» Activity
Your job is to return every line in the data holding the string "Incoming".

Collected data:
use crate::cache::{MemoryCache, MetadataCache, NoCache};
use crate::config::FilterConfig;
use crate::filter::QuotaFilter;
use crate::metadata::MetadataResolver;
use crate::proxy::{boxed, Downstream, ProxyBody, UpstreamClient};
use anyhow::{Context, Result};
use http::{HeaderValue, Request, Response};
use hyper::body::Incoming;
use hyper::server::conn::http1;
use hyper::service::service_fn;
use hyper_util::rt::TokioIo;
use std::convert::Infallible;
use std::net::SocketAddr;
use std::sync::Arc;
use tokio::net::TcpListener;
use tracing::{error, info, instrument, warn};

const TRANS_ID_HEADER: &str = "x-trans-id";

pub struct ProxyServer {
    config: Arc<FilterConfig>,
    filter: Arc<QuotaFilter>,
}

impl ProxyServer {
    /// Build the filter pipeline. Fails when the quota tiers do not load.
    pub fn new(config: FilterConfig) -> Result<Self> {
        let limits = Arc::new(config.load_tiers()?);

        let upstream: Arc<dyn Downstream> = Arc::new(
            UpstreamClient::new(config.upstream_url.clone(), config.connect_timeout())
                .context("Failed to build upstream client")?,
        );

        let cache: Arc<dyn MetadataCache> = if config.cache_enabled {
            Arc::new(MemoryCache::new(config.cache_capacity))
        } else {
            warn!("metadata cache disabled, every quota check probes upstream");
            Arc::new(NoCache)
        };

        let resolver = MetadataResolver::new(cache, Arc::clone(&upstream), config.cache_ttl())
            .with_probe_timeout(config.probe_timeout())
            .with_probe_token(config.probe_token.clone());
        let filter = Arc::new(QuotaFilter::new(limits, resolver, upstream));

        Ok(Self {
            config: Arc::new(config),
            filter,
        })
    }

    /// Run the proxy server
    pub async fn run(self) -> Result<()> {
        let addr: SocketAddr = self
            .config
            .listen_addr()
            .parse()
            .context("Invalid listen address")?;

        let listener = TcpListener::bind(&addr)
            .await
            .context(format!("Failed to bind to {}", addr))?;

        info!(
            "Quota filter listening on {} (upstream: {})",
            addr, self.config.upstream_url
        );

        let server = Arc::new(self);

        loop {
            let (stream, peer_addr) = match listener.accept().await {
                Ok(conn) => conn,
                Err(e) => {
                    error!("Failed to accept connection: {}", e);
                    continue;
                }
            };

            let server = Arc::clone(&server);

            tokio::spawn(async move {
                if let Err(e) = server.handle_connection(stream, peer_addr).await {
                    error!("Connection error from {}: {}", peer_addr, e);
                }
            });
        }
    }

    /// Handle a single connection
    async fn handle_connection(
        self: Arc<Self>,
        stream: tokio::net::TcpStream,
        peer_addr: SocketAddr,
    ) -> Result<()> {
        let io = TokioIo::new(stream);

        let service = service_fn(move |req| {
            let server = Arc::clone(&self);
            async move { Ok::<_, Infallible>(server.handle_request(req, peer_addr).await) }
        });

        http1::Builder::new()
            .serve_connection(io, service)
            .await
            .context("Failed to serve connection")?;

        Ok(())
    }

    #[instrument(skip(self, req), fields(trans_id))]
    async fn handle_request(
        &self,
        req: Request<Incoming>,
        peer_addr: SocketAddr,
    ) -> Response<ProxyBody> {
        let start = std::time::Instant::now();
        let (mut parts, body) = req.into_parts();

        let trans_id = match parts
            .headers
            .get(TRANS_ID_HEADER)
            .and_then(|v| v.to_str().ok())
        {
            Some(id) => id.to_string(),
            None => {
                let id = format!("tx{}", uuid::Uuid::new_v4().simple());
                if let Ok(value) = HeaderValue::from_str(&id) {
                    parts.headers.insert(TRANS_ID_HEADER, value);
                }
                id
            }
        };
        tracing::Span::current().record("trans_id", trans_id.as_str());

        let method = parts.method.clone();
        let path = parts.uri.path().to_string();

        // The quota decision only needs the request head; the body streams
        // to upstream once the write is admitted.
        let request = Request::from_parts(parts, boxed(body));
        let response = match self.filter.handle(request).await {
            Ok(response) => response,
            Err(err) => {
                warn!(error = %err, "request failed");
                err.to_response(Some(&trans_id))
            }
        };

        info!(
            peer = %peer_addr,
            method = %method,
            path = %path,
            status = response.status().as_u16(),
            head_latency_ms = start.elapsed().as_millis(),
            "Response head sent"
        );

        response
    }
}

...

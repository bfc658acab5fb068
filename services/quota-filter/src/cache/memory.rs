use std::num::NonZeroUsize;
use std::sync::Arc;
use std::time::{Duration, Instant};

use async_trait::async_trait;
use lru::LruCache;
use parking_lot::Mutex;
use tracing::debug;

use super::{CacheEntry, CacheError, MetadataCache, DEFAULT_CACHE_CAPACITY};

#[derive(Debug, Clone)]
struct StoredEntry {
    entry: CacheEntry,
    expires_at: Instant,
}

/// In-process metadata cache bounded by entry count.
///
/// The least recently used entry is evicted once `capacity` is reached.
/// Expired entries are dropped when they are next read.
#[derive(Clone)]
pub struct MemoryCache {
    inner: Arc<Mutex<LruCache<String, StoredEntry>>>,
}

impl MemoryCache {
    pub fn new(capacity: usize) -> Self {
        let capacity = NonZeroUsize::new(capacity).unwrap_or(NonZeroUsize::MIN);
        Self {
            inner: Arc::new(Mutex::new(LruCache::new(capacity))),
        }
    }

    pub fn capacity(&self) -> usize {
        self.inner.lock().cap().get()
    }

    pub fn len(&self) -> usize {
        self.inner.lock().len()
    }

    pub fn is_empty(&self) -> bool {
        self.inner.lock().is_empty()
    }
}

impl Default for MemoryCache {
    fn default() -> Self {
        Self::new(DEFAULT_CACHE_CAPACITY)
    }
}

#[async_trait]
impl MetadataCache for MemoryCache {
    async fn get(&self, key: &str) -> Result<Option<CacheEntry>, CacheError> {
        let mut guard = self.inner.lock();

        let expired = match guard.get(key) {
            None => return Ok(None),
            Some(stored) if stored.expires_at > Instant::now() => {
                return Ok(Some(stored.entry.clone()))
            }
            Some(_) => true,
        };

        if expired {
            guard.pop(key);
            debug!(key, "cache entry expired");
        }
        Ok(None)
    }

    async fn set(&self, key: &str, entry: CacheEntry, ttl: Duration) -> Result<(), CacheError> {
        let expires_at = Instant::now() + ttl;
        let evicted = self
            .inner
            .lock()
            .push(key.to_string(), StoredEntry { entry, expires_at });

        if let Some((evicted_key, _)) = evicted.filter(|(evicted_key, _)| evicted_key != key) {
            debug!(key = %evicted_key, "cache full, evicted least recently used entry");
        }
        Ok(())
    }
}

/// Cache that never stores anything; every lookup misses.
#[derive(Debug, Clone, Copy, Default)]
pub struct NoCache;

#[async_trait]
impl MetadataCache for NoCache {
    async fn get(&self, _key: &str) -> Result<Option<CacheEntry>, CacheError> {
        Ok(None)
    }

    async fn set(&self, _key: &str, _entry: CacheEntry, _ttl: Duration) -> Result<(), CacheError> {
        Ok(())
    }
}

» Solution to this task
use hyper::body::Incoming;
        req: Request<Incoming>,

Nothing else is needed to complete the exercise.